“Knowledge is the most powerful weapon in overcoming fear”

Sadness, worry or fear are natural emotions during the cancer journey and in some circumstances, the instantaneous triggering of the ‘flight response’ in fearful situations can be life-saving.  However, in situations where cognitive processing is desired, and needed, the presence of fear is counter-productive.  

Fear is often a dominant driver for patients in their health decision-making process with literature showing that certain decisions made from a position of fear and anxiety are ‘less optimal’ than those made in a state of calm.  This can mean that emotions such as fear, trigger actions, thus sacrificing cognitive processing for speed.

“Ask questions! Do your research!
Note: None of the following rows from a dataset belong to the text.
#[cfg(test)]
mod tests {
    use super::*;
    use crate::sources::MockFeed;
    use chrono::TimeZone;

    fn day(d: u32) -> DateTime<Utc> {
        Utc.with_ymd_and_hms(2025, 6, d, 0, 0, 0).unwrap()
    }

    /// Two source types sharing "ai_agents", each with a clean 100 -> 140 step.
    fn two_source_batch() -> Vec<Signal> {
        let mut out = Vec::new();
        for (st, metric) in [("onchain", "program_deployments"), ("social", "topic_mentions")] {
            for d in 1..=14u32 {
                let v = if d <= 7 { 100.0 } else { 140.0 };
                out.push(Signal::new(st, metric, v, day(d)).with_meta("category", "ai_agents"));
            }
        }
        out
    }

    #[test]
    fn invalid_config_is_rejected_before_running() {
        let mut cfg = PipelineConfig::default();
        cfg.signals.normalization_method = "median".into();
        assert!(matches!(
            Pipeline::new(cfg),
            Err(ConfigError::UnknownNormalizationMethod(_))
        ));
    }

    #[test]
    fn run_walks_every_stage_and_reports() {
        let p = Pipeline::new(PipelineConfig::default()).unwrap();
        let mut ctx = RunContext::new();
        let report = p.run(two_source_batch(), &mut ctx);

        assert_eq!(
            ctx.stages(),
            vec![
                RunStage::Pending,
                RunStage::Normalizing,
                RunStage::DetectingMomentum,
                RunStage::Clustering,
                RunStage::DetectingNarratives,
                RunStage::Completed,
            ]
        );
        assert_eq!(report.run_id, ctx.run_id);
        assert_eq!(report.stats.total_signals, 28);
        assert_eq!(report.stats.momentum_signals, 28);
        assert_eq!(report.stats.clusters, 1);
        assert_eq!(report.narratives.len(), 1);
        assert_eq!(report.period_start, day(1));
        assert_eq!(report.period_end, day(14));

        let n = &report.narratives[0];
        assert_eq!(n.name, "ai_agents");
        assert!((n.momentum_score - 40.0).abs() < 1e-9);
        // diversity 2/3, momentum 0.4, size capped at 1.0
        let expected_cluster = (2.0 / 3.0 * 0.4 + 0.4 * 0.4 + 0.2) * 100.0;
        assert!((n.cluster_score - expected_cluster).abs() < 1e-9);
        assert!((n.strength_score - (48.0 + expected_cluster * 0.4)).abs() < 1e-9);
        assert!((report.momentum.momentum_rate - 1.0).abs() < 1e-9);
    }

    #[test]
    fn empty_batch_completes_with_no_narratives() {
        let p = Pipeline::new(PipelineConfig::default()).unwrap();
        let mut ctx = RunContext::new();
        let report = p.run(Vec::new(), &mut ctx);
        assert!(report.narratives.is_empty());
        assert_eq!(report.stats, PipelineStats {
            elapsed_ms: report.stats.elapsed_ms,
            ..PipelineStats::default()
        });
        assert_eq!(ctx.stage, RunStage::Completed);
        assert_eq!(report.period_end - report.period_start, Duration::days(14));
    }

    struct Down(&'static str);

    #[async_trait::async_trait]
    impl crate::sources::SignalProvider for Down {
        async fn collect(&self, _w: &CollectionWindow) -> anyhow::Result<Vec<Signal>> {
            anyhow::bail!("connection refused")
        }
        fn name(&self) -> &'static str {
            self.0
        }
        fn source_type(&self) -> SourceType {
            SourceType::Onchain
        }
    }

    #[tokio::test]
    async fn run_fails_when_no_source_delivers() {
        let p = Pipeline::new(PipelineConfig::default()).unwrap();
        let sources = vec![
            SignalSource::Live(Box::new(Down("a"))),
            SignalSource::Live(Box::new(Down("b"))),
        ];
        let mut ctx = RunContext::new();
        let err = p
            .collect_and_run_in(&sources, &CollectionWindow::new(day(15), 14), &mut ctx)
            .await
            .unwrap_err();

        assert_eq!(err, RunError::AllSourcesFailed(vec!["a", "b"]));
        assert_eq!(ctx.stage, RunStage::Failed);
        assert!(ctx.stage.is_terminal());
        assert_eq!(
            ctx.stages(),
            vec![RunStage::Pending, RunStage::Collecting, RunStage::Failed]
        );
        assert_eq!(
            ctx.error.as_deref(),
            Some("every source failed without a fallback: a, b")
        );
    }

    #[tokio::test]
    async fn one_surviving_source_keeps_the_run_alive() {
        let p = Pipeline::new(PipelineConfig::default()).unwrap();
        let sources = vec![
            SignalSource::Live(Box::new(Down("a"))),
            SignalSource::Mock(MockFeed::Social),
        ];
        let mut ctx = RunContext::new();
        let report = p
            .collect_and_run_in(&sources, &CollectionWindow::new(day(15), 14), &mut ctx)
            .await
            .unwrap();
        assert_eq!(ctx.stage, RunStage::Completed);
        assert!(report.stats.total_signals > 0);

        let mut ctx = RunContext::new();
        let empty = p.collect_and_run(&[], &mut ctx).await.unwrap();
        assert_eq!(empty.stats.total_signals, 0);
        assert_eq!(ctx.stage, RunStage::Completed);
    }

    #[tokio::test]
    async fn mock_sources_surface_the_ai_narrative() {
        let p = Pipeline::new(PipelineConfig::default()).unwrap();
        let sources = vec![
            SignalSource::Mock(MockFeed::Onchain),
            SignalSource::Mock(MockFeed::Development),
            SignalSource::Mock(MockFeed::Social),
        ];
        let w = CollectionWindow::new(day(15), 14);
        let mut ctx = RunContext::new();
        let report = p.collect_and_run_in(&sources, &w, &mut ctx).await.unwrap();

        assert_eq!(ctx.stages()[1], RunStage::Collecting);
        assert_eq!(report.stats.total_signals, 14 * 12);
        assert!(!report.narratives.is_empty());
        let top = &report.narratives[0];
        assert_eq!(top.source_types.len(), 3);
        assert!(top.keywords.iter().any(|k| k == "ai_agents"));
        for pair in report.narratives.windows(2) {
            assert!(pair[0].strength_score >= pair[1].strength_score);
        }
        for n in &report.narratives {
            assert!(n.strength_score <= 100.0);
            assert!(n.source_types.len() >= 2);
        }
    }
}
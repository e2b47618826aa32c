// src/sources/github.rs
//! Repository activity from the GitHub REST API.
//!
//! One `repo_activity` signal per tracked repo and window day. The API only
//! gives totals, so the daily series is flat per repo; momentum comes from
//! comparing runs, not from inside a single batch.

use std::time::Duration;

use anyhow::{Context, Result};
use async_trait::async_trait;
use metrics::{counter, histogram};
use serde::de::DeserializeOwned;
use serde::Deserialize;

use super::{http_client, CollectionWindow, MockFeed, SignalProvider};
use crate::signal::{Signal, SourceType};

pub const ENV_GITHUB_TOKEN: &str = "GITHUB_TOKEN";
const API_BASE: &str = "https://api.github.com";

/// Subset of `GET /repos/{owner}/{repo}` we care about.
#[derive(Debug, Clone, Deserialize)]
pub struct RepoInfo {
    pub full_name: String,
    #[serde(default)]
    pub stargazers_count: u64,
    #[serde(default)]
    pub forks_count: u64,
}

/// Totals for one repository: commits inside the window, closed pull
/// requests and closed issues overall.
#[derive(Debug, Clone)]
pub struct RepoStats {
    pub info: RepoInfo,
    pub commits: u64,
    pub prs: u64,
    pub issues: u64,
}

pub struct GithubProvider {
    repos: Vec<String>,
    token: String,
    api_base: String,
    client: reqwest::Client,
}

impl GithubProvider {
    pub fn new(repos: Vec<String>, token: String, timeout: Duration) -> Result<Self> {
        Ok(Self {
            repos,
            token,
            api_base: API_BASE.to_string(),
            client: http_client(timeout)?,
        })
    }

    /// Point at a GitHub Enterprise host or a local stand-in.
    pub fn with_api_base(mut self, base: impl Into<String>) -> Self {
        self.api_base = base.into().trim_end_matches('/').to_string();
        self
    }

    async fn get(&self, url: &str) -> Result<reqwest::Response> {
        self.client
            .get(url)
            .bearer_auth(&self.token)
            .header(reqwest::header::ACCEPT, "application/vnd.github+json")
            .send()
            .await
            .with_context(|| format!("github GET {url}"))?
            .error_for_status()
            .with_context(|| format!("github status {url}"))
    }

    async fn get_json<T: DeserializeOwned>(&self, url: &str) -> Result<T> {
        self.get(url)
            .await?
            .json::<T>()
            .await
            .with_context(|| format!("github json {url}"))
    }

    /// Total item count of a list endpoint. Requests one item per page, so the
    /// `last` page number in the `Link` header is the total.
    async fn count(&self, url: &str) -> Result<u64> {
        let sep = if url.contains('?') { '&' } else { '?' };
        let url = format!("{url}{sep}per_page=1");
        let resp = self.get(&url).await?;
        let last = resp
            .headers()
            .get(reqwest::header::LINK)
            .and_then(|v| v.to_str().ok())
            .and_then(last_page);
        if let Some(n) = last {
            return Ok(n);
        }
        let items: Vec<serde_json::Value> = resp
            .json()
            .await
            .with_context(|| format!("github json {url}"))?;
        Ok(items.len() as u64)
    }

    async fn fetch_repo(&self, repo: &str, window: &CollectionWindow) -> Result<RepoStats> {
        let base = format!("{}/repos/{repo}", self.api_base);
        let info: RepoInfo = self.get_json(&base).await?;
        let commits = self
            .count(&format!(
                "{base}/commits?since={}&until={}",
                window.start().to_rfc3339_opts(chrono::SecondsFormat::Secs, true),
                window.end.to_rfc3339_opts(chrono::SecondsFormat::Secs, true),
            ))
            .await?;
        let prs = self.count(&format!("{base}/pulls?state=closed")).await?;
        let issues = self.count(&format!("{base}/issues?state=closed")).await?;
        Ok(RepoStats {
            info,
            commits,
            prs,
            issues,
        })
    }
}

/// Page number of the `rel="last"` link, if any.
pub fn last_page(link: &str) -> Option<u64> {
    let part = link.split(',').find(|p| p.contains(r#"rel="last""#))?;
    let url = part.split('<').nth(1)?.split('>').next()?;
    let query = url.split_once('?')?.1;
    query
        .split('&')
        .filter_map(|kv| kv.split_once('='))
        .find(|(k, _)| *k == "page")
        .and_then(|(_, v)| v.parse().ok())
}

#[async_trait]
impl SignalProvider for GithubProvider {
    async fn collect(&self, window: &CollectionWindow) -> Result<Vec<Signal>> {
        let t0 = std::time::Instant::now();
        let mut out = Vec::new();
        let mut failures = 0usize;

        for repo in &self.repos {
            match self.fetch_repo(repo, window).await {
                Ok(stats) => out.extend(repo_signals(&stats, window)),
                Err(e) => {
                    failures += 1;
                    tracing::warn!(target: "sources", error = ?e, repo = %repo, provider = "github", "repo fetch failed");
                    counter!("source_errors_total", "source" => "github").increment(1);
                }
            }
        }

        if !self.repos.is_empty() && failures == self.repos.len() {
            anyhow::bail!("github: all {failures} repositories failed");
        }
        histogram!("source_fetch_ms", "source" => "github")
            .record(t0.elapsed().as_secs_f64() * 1_000.0);
        Ok(out)
    }

    fn name(&self) -> &'static str {
        "github"
    }

    fn source_type(&self) -> SourceType {
        SourceType::Development
    }

    fn fallback(&self) -> Option<MockFeed> {
        Some(MockFeed::Development)
    }
}

/// Name-based category guess; first matching family wins.
pub fn categorize_repo(repo: &str) -> &'static str {
    let name = repo.to_ascii_lowercase();
    let has = |words: &[&str]| words.iter().any(|w| name.contains(w));

    if has(&["ai", "agent", "bot"]) {
        "ai_agents"
    } else if has(&["dex", "amm", "swap", "jupiter", "raydium"]) {
        "defi"
    } else if has(&["game", "gaming", "star-atlas"]) {
        "gaming"
    } else if has(&["anchor", "solana-labs"]) {
        "infrastructure"
    } else {
        "other"
    }
}

/// Spread totals over one signal per day:
/// `commits + prs / days + issues / days` (integer division).
pub fn repo_signals(stats: &RepoStats, window: &CollectionWindow) -> Vec<Signal> {
    let days = u64::from(window.days.max(1));
    let activity = stats.commits + stats.prs / days + stats.issues / days;
    let category = categorize_repo(&stats.info.full_name);

    (0..window.days)
        .map(|i| {
            Signal::new(SourceType::Development, "repo_activity", activity as f64, window.day(i))
                .with_meta("category", category)
                .with_meta("repo", stats.info.full_name.as_str())
                .with_meta("stars", stats.info.stargazers_count)
                .with_meta("forks", stats.info.forks_count)
                .with_meta("commits", stats.commits)
                .with_meta("prs", stats.prs)
                .with_meta("issues", stats.issues)
                .with_meta("source", "github_api")
        })
        .collect()
}
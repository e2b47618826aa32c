// tests/live_providers.rs
//
// Live providers and language-model clients against local stand-in servers:
// an axum app playing the upstream, or a listener that accepts connections
// and never answers.

use std::collections::HashMap;
use std::sync::Arc;
use std::time::Duration;

use axum::{
    extract::{Path, Query},
    http::{header, HeaderMap, StatusCode},
    response::IntoResponse,
    routing::{get, post},
    Json, Router,
};
use chrono::{TimeZone, Utc};
use serde_json::{json, Value};
use tokio::net::TcpListener;

use narrative_radar::explain::{Enricher, TemplateExplainer};
use narrative_radar::llm::ChatClient;
use narrative_radar::sources::{
    collect_all, CollectionWindow, GithubProvider, MockFeed, RssMentionsProvider, SignalSource,
    SolanaRpcProvider,
};
use narrative_radar::{Narrative, Pipeline, PipelineConfig, RunContext, SourceType};

const SHORT: Duration = Duration::from_millis(300);

fn window() -> CollectionWindow {
    CollectionWindow::new(Utc.with_ymd_and_hms(2025, 6, 15, 0, 0, 0).unwrap(), 14)
}

/// Accepts connections and never writes a byte.
async fn silent_endpoint() -> String {
    let listener = TcpListener::bind("127.0.0.1:0").await.unwrap();
    let addr = listener.local_addr().unwrap();
    tokio::spawn(async move {
        let mut held = Vec::new();
        while let Ok((sock, _)) = listener.accept().await {
            held.push(sock);
        }
    });
    format!("http://{addr}")
}

async fn serve(app: Router) -> String {
    let listener = TcpListener::bind("127.0.0.1:0").await.unwrap();
    let addr = listener.local_addr().unwrap();
    tokio::spawn(async move {
        axum::serve(listener, app).await.unwrap();
    });
    format!("http://{addr}")
}

async fn collect_bounded(sources: &[SignalSource]) -> Vec<narrative_radar::Signal> {
    tokio::time::timeout(Duration::from_secs(10), collect_all(sources, &window()))
        .await
        .expect("collection returns once requests time out")
}

#[tokio::test]
async fn unresponsive_feed_falls_back_to_mock_social() {
    let base = silent_endpoint().await;
    let rss = RssMentionsProvider::from_urls(vec![format!("{base}/rss.xml")], SHORT).unwrap();
    let out = collect_bounded(&[SignalSource::Live(Box::new(rss))]).await;
    assert_eq!(out, MockFeed::Social.generate(&window()));
}

#[tokio::test]
async fn unresponsive_github_falls_back_to_mock_development() {
    let base = silent_endpoint().await;
    let gh = GithubProvider::new(vec!["coral-xyz/anchor".into()], "t".into(), SHORT)
        .unwrap()
        .with_api_base(base);
    let out = collect_bounded(&[SignalSource::Live(Box::new(gh))]).await;
    assert_eq!(out, MockFeed::Development.generate(&window()));
}

#[tokio::test]
async fn unresponsive_rpc_falls_back_to_mock_onchain() {
    let base = silent_endpoint().await;
    let rpc = SolanaRpcProvider::new(base, SHORT).unwrap();
    let out = collect_bounded(&[SignalSource::Live(Box::new(rpc))]).await;
    assert_eq!(out, MockFeed::Onchain.generate(&window()));
}

// ---- GitHub ----

fn link_last(page: u32) -> String {
    format!(
        r#"<https://api.github.com/x?per_page=1&page=2>; rel="next", <https://api.github.com/x?per_page=1&page={page}>; rel="last""#
    )
}

async fn fake_github() -> String {
    async fn repo(Path((owner, name)): Path<(String, String)>) -> impl IntoResponse {
        if owner == "gone" {
            return StatusCode::NOT_FOUND.into_response();
        }
        Json(json!({
            "full_name": format!("{owner}/{name}"),
            "stargazers_count": 4200,
            "forks_count": 1300
        }))
        .into_response()
    }

    fn listing(q: &HashMap<String, String>, last: Option<u32>) -> axum::response::Response {
        if q.get("per_page").map(String::as_str) != Some("1") {
            return StatusCode::BAD_REQUEST.into_response();
        }
        match last {
            Some(page) => ([(header::LINK, link_last(page))], Json(json!([{}]))).into_response(),
            None => Json(json!([{}])).into_response(),
        }
    }

    let app = Router::new()
        .route("/repos/{owner}/{repo}", get(repo))
        .route(
            "/repos/{owner}/{repo}/commits",
            get(|Query(q): Query<HashMap<String, String>>| async move {
                if !q.contains_key("since") || !q.contains_key("until") {
                    return StatusCode::BAD_REQUEST.into_response();
                }
                listing(&q, Some(84))
            }),
        )
        .route(
            "/repos/{owner}/{repo}/pulls",
            get(|Query(q): Query<HashMap<String, String>>| async move { listing(&q, None) }),
        )
        .route(
            "/repos/{owner}/{repo}/issues",
            get(|Query(q): Query<HashMap<String, String>>| async move { listing(&q, Some(280)) }),
        );
    serve(app).await
}

#[tokio::test]
async fn github_counts_come_from_link_headers() {
    let base = fake_github().await;
    let gh = GithubProvider::new(
        vec!["coral-xyz/anchor".into(), "gone/repo".into()],
        "t".into(),
        Duration::from_secs(5),
    )
    .unwrap()
    .with_api_base(base);

    let out = collect_bounded(&[SignalSource::Live(Box::new(gh))]).await;
    // the missing repo is skipped, the other one still reports
    assert_eq!(out.len(), 14);
    let s = &out[0];
    assert_eq!(s.source_type, SourceType::Development);
    assert_eq!(s.metadata["commits"], 84);
    assert_eq!(s.metadata["prs"], 1);
    assert_eq!(s.metadata["issues"], 280);
    // 84 + 1 / 14 + 280 / 14
    assert!(out.iter().all(|s| s.value == 104.0));
    assert_eq!(s.category(), Some("infrastructure"));
}

// ---- Solana RPC ----

async fn fake_rpc(fail: bool) -> String {
    let app = Router::new().route(
        "/",
        post(move |Json(req): Json<Value>| async move {
            if fail {
                return Json(json!({"jsonrpc": "2.0", "id": 1,
                    "error": {"code": -32005, "message": "node is behind"}}));
            }
            let result = match req["method"].as_str() {
                Some("getTransactionCount") => json!(5_000_000),
                Some("getProgramAccounts") if req["params"][1]["filters"][0]["dataSize"] == 36 => {
                    json!([{"pubkey": "A"}, {"pubkey": "B"}, {"pubkey": "C"}])
                }
                _ => {
                    return Json(json!({"jsonrpc": "2.0", "id": 1,
                        "error": {"code": -32601, "message": "method not found"}}))
                }
            };
            Json(json!({"jsonrpc": "2.0", "id": 1, "result": result}))
        }),
    );
    serve(app).await
}

#[tokio::test]
async fn rpc_snapshot_becomes_onchain_signals() {
    let rpc = SolanaRpcProvider::new(fake_rpc(false).await, Duration::from_secs(5)).unwrap();
    let out = collect_bounded(&[SignalSource::Live(Box::new(rpc))]).await;

    assert_eq!(out.len(), 28);
    let (tx, programs): (Vec<_>, Vec<_>) = out.iter().partition(|s| s.metric == "transaction_volume");
    assert!(tx.iter().all(|s| s.value == 5_000_000.0));
    assert!(programs.iter().all(|s| s.metric == "program_deployments" && s.value == 3.0));
    assert!(out.iter().all(|s| s.metadata["source"] == "solana_rpc"));
}

#[tokio::test]
async fn rpc_errors_fall_back_to_mock_onchain() {
    let rpc = SolanaRpcProvider::new(fake_rpc(true).await, Duration::from_secs(5)).unwrap();
    let out = collect_bounded(&[SignalSource::Live(Box::new(rpc))]).await;
    assert_eq!(out, MockFeed::Onchain.generate(&window()));
}

// ---- language model ----

async fn detected_narratives() -> Vec<Narrative> {
    let p = Pipeline::new(PipelineConfig::default()).unwrap();
    let sources = vec![
        SignalSource::Mock(MockFeed::Onchain),
        SignalSource::Mock(MockFeed::Development),
        SignalSource::Mock(MockFeed::Social),
    ];
    let report = p
        .collect_and_run_in(&sources, &window(), &mut RunContext::new())
        .await
        .unwrap();
    assert!(!report.narratives.is_empty());
    report.narratives
}

async fn fake_chat() -> String {
    let app = Router::new().route(
        "/v1/chat/completions",
        post(|headers: HeaderMap, Json(req): Json<Value>| async move {
            if let Some(auth) = headers.get(header::AUTHORIZATION) {
                if auth != "Bearer sk-test" {
                    return StatusCode::UNAUTHORIZED.into_response();
                }
            }
            let prompt = req["messages"][0]["content"].as_str().unwrap_or_default();
            let reply = if prompt.contains("IDEA 1:") {
                "IDEA 1: Agent Wallet\nKeys for bots.\n\nIDEA 2: Agent Registry\nDiscover agents.\n\nIDEA 3: Extra\nDropped."
            } else if prompt.contains("Momentum Score:") {
                "NAME: Agentic Solana\nEXPLANATION: Agents ship on-chain.\nWHY IT MATTERS:\n- Deployments spiked"
            } else {
                "?"
            };
            Json(json!({"choices": [{"message": {"role": "assistant", "content": reply}}]}))
                .into_response()
        }),
    );
    serve(app).await
}

#[tokio::test]
async fn chat_backed_enrichment_explains_and_proposes_ideas() {
    let base = fake_chat().await;
    let clients = [
        ChatClient::local(&base, "llama3", Duration::from_secs(5)).unwrap(),
        ChatClient::openai("sk-test".into(), &format!("{base}/v1"), "gpt-4o-mini", Duration::from_secs(5))
            .unwrap(),
    ];
    for client in clients {
        let mut ns = detected_narratives().await;
        let enricher = Enricher::new(Some(Arc::new(client)), 2);
        assert!(enricher.generates_ideas());
        enricher.enrich(&mut ns).await;

        for n in &ns {
            assert_eq!(n.title.as_deref(), Some("Agentic Solana"));
            assert_eq!(n.explanation.as_deref(), Some("Agents ship on-chain."));
            assert_eq!(n.why_it_matters, vec!["Deployments spiked"]);
            let titles: Vec<&str> = n.build_ideas.iter().map(|i| i.title.as_str()).collect();
            assert_eq!(titles, vec!["Agent Wallet", "Agent Registry"]);
        }
    }
}

#[tokio::test]
async fn unresponsive_model_falls_back_to_templates() {
    let base = silent_endpoint().await;
    let client = ChatClient::local(&base, "llama3", SHORT).unwrap();
    let mut ns = detected_narratives().await;
    let expected: Vec<String> = ns
        .iter()
        .map(|n| TemplateExplainer.render(n).title)
        .collect();

    let enricher = Enricher::new(Some(Arc::new(client)), 3);
    tokio::time::timeout(Duration::from_secs(20), enricher.enrich(&mut ns))
        .await
        .expect("enrichment returns once requests time out");

    let titles: Vec<String> = ns.iter().filter_map(|n| n.title.clone()).collect();
    assert_eq!(titles, expected);
    assert!(ns.iter().all(|n| n.build_ideas.is_empty()));
}
// src/error.rs
//! Typed errors: misconfiguration caught before a run, and runs that had no
//! data to score.
//!
//! Data-shape irregularities (constant series, zero baselines, missing metadata)
//! never surface here; they resolve to neutral defaults inside each stage.

use thiserror::Error;

#[derive(Debug, Clone, PartialEq, Error)]
pub enum ConfigError {
    #[error("unknown normalization method: {0:?} (expected \"minmax\" or \"zscore\")")]
    UnknownNormalizationMethod(String),

    #[error("{name} must be positive, got {value}")]
    NonPositive { name: &'static str, value: f64 },

    #[error("{name} must be at least 1")]
    Zero { name: &'static str },

    #[error("unknown llm provider: {0:?} (expected \"template\", \"openai\" or \"local\")")]
    UnknownLlmProvider(String),
}

impl ConfigError {
    pub(crate) fn non_positive(name: &'static str, value: f64) -> Self {
        Self::NonPositive { name, value }
    }
}

/// A collect-and-run that could not produce a batch at all.
#[derive(Debug, Clone, PartialEq, Error)]
pub enum RunError {
    #[error("every source failed without a fallback: {}", .0.join(", "))]
    AllSourcesFailed(Vec<&'static str>),
}
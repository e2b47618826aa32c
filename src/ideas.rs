// src/ideas.rs
//! Build-idea generation for explained narratives.
//!
//! Only runs when a language model is configured; template-only runs leave
//! `build_ideas` empty.

use crate::llm::DynLlm;
use crate::narrative::{BuildIdea, Narrative};

const IDEAS_TEMPERATURE: f32 = 0.8;
const IDEAS_MAX_TOKENS: u32 = 1200;

pub struct IdeaGenerator {
    llm: DynLlm,
    ideas_per_narrative: usize,
}

impl IdeaGenerator {
    pub fn new(llm: DynLlm, ideas_per_narrative: usize) -> Self {
        Self {
            llm,
            ideas_per_narrative,
        }
    }

    pub fn ideas_per_narrative(&self) -> usize {
        self.ideas_per_narrative
    }

    /// Ideas for one narrative. A failed model call yields no ideas.
    pub async fn generate(&self, n: &Narrative) -> Vec<BuildIdea> {
        let prompt = build_ideas_prompt(n, self.ideas_per_narrative);
        match self
            .llm
            .generate(&prompt, IDEAS_TEMPERATURE, IDEAS_MAX_TOKENS)
            .await
        {
            Ok(text) => parse_ideas_response(&text, self.ideas_per_narrative),
            Err(e) => {
                tracing::warn!(
                    target: "ideas",
                    error = ?e,
                    provider = self.llm.name(),
                    narrative = %n.narrative_id,
                    "idea generation failed"
                );
                Vec::new()
            }
        }
    }

    pub async fn generate_all(&self, narratives: &mut [Narrative]) {
        for n in narratives.iter_mut() {
            n.build_ideas = self.generate(n).await;
            tracing::debug!(target: "ideas", narrative = %n.narrative_id, ideas = n.build_ideas.len(), "ideas generated");
        }
    }
}

pub fn build_ideas_prompt(n: &Narrative, count: usize) -> String {
    let why = n
        .why_it_matters
        .iter()
        .map(|p| format!("- {p}"))
        .collect::<Vec<_>>()
        .join("\n");
    format!(
        "You are a product strategist helping Solana builders identify opportunities.\n\n\
         Narrative: {}\n\n\
         Overview: {}\n\n\
         Why it matters:\n{}\n\n\
         Related keywords: {}\n\n\
         Generate {count} concrete, realistic product ideas that builders could create to capitalize on this narrative.\n\n\
         Requirements for each idea:\n\
         - Must be specific and actionable (not vague)\n\
         - Should be realistic for a small team to build\n\
         - Should directly address the narrative/trend\n\
         - Mix of new products and improvements to existing solutions\n\n\
         Format your response EXACTLY as:\n\
         IDEA 1: <Title>\n\
         <2-3 sentence description of what to build and why>\n\n\
         IDEA 2: <Title>\n\
         <2-3 sentence description>\n\n\
         [Continue for all {count} ideas]",
        n.display_name(),
        n.explanation.as_deref().unwrap_or_default(),
        why,
        n.keywords.join(", "),
    )
}

/// Parse `IDEA n: Title` blocks; the non-empty lines after a header form its
/// description. A header without a title closes the current idea without
/// opening a new one. At most `limit` ideas are kept.
pub fn parse_ideas_response(text: &str, limit: usize) -> Vec<BuildIdea> {
    let mut ideas = Vec::new();
    let mut current: Option<(String, Vec<&str>)> = None;

    for line in text.lines().map(str::trim) {
        if line.starts_with("IDEA ") {
            if let Some((title, desc)) = current.take() {
                ideas.push(BuildIdea {
                    title,
                    description: desc.join(" "),
                });
            }
            current = line
                .split_once(':')
                .map(|(_, title)| title.trim())
                .filter(|t| !t.is_empty())
                .map(|t| (t.to_string(), Vec::new()));
        } else if let Some((_, desc)) = current.as_mut() {
            if !line.is_empty() {
                desc.push(line);
            }
        }
    }
    if let Some((title, desc)) = current {
        ideas.push(BuildIdea {
            title,
            description: desc.join(" "),
        });
    }

    ideas.truncate(limit);
    ideas
}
Select a medical team that inspires confidence and comfort”

Cancer decisions often involve concepts that are hard to grasp, such as health risks and probabilities, technical medical information that is unfamiliar to most patients, and a multiplicity of options that can be overwhelming, especially in the context of emotions, such as fear.

“Cancer-Related Decisions are Complex and Can Benefit from Decision Support”

Support is provided in a number of ways to assist patients diagnosed with cancer, to better understand their individual treatment options and help patients communicate with their health care team.  Counselling support is generally offered at diagnosis along with access to an oncology social worker, or in some countries, a ‘Cancer Coach‘, who can all provide valuable information along with emotional support.  Linking in with a Cancer Support group can also provide a safe place to share experiences with others who are dealing with cancer.

“Don’t try to get rid of it. Welcome it. Embrace it. Fear holds no power over who you truly are!!”